A sinistra troviamo la Cappella di San Giacomo o “del Cardinale del Portogallo”, edificata secondo la tradizione da Antonio Manetti, allievo di Brunelleschi, ma in realtà progettata da Antonio e Bernardo Rossellino (come confermano i pagamenti) per Jacopo di Lusitania, cardinale arcivescovo morto a Firenze il 27 agosto 1459. Vespasiano da Bisiticci, umanista e scrittore del 1400, scrive come fu lo stesso religioso, che sentiva avvicinarsi la fine, a chiedere la sepoltura nella chiesa; l’esecuzione testamentaria fu curata da Àlvaro Afonso, vescovo di Silves, e successivamente dal vescovo di Evora: i soldi dell’arcivescovo coprivano solo in parte le spese per la sepoltura e per questo i parenti si occuparono di pagare tutti i debiti. La volta è decorata con cinque tondi di Luca della Robbia (1461-64) che rappresentano lo Spirito Santo e le virtù cardinali, un dipinto a fresco di Alessio Baldovinetti, una tavola di Antonio e Piero del Pollaiolo (si tratta di una copia mentre l’originale si trova agli Uffizi) e altri affreschi rappresentanti Angeli volanti. Il monumento funebre del Cardinale è opera di Antonio Rossellino.

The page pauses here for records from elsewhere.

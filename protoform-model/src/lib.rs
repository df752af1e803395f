//! Schema and message runtime for protoform.
//!
//! Defines the reflection surface the builder consumes:
//! - [`DescriptorPool`] / [`MessageType`]: validated message schemas, looked up by name
//! - [`FieldDescriptor`]: per-field cardinality and kind (scalar, message, map)
//! - [`Message`]: a mutable, schema-typed record with get/set/push/replace and map entries
//! - [`Value`] / [`Scalar`]: the tagged value model used for arguments, storage and snapshots
//!
//! Schemas can be declared in code with the [`FieldDescriptor`] shorthands or
//! loaded from TOML/JSON documents through [`SchemaFile`].

mod error;
mod file;
mod message;
mod schema;
mod value;

pub use error::{MessageError, MessageResult, SchemaError, SchemaResult, ValueError};
pub use file::{FieldDef, MessageDef, SchemaFile};
pub use message::Message;
pub use schema::{
    Cardinality, DescriptorPool, FieldDescriptor, FieldKind, MapValue, MessageDescriptor,
    MessageSchema, MessageType, ScalarType,
};
pub use value::{Scalar, Value};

Telemaco Signorini, Interno di San Miniato, 1861

La cripta
Posta sotto il Presbiterio, vi si arriva attraverso una scalinata centrale dietro l’altare inferiore. È la parte più antica dell’edificio risalente al XI secolo. Nell’altare sono conservate delle ossa attribuite al Santo, anche se sappiamo che il corpo era già stato traslato a Metz prima della costruzione della basilica. Il soffitto presenta archi sorretti dalle 38 colonne che suddividono la cripta in sette piccole navate (tre navate centrali e quattro laterali); su queste volte si possono osservare gli affreschi di Santi e Profeti dipinti da Taddeo Gaddi nel 1341. Le rifiniture delle colonne invece sono di varia fattura e materiali diversi (marmo scanalato, marmo liscio, pietra serena e cotto), mentre sui capitelli sono ancora presenti tracce del color oro; alcune di queste sono di origine romana, probabilmente prese dal Campidoglio. La cancellata è del 1338.
Il piano superiore
Vi si può accedere grazie a due ampie scalinate laterali e vi hanno trovato luogo il presbiterio con il suo pulpito romanico del 1207 e il coro con poltrone di legno intarsiato. Sul soffitto si trova un mosaico raffigurante il Cristo affiancato dalla Madonna e dai santi, molto simile a quello del Battistero. Gli fanno da cornice due quadrati iscritti in un cerchio: all’interno è possibile vedere l’immagine del sole stilizzato circondato dai segni delle costellazioni a rappresentare la congiunzione del cielo con la terra (nella simbologia sacra il cerchio era legato al cosmo, mentre il quadrato significava la terra e anche lo spazio-tempo). Queste immagini sembrano significare la consapevolezza che il cielo e la terra sono collegati e che quello che accade in una dimensione influenza l’altra e viceversa.
A destra si accede alla Sacrestia, completamente ricoperta sulle pareti da affreschi raffiguranti le Sedici storie della leggenda di San Benedetto di Spinello Aretino e commissionata da Benedetto degli Alberti. Sul soffitto, invece, sono dipinti i quattro evangelisti.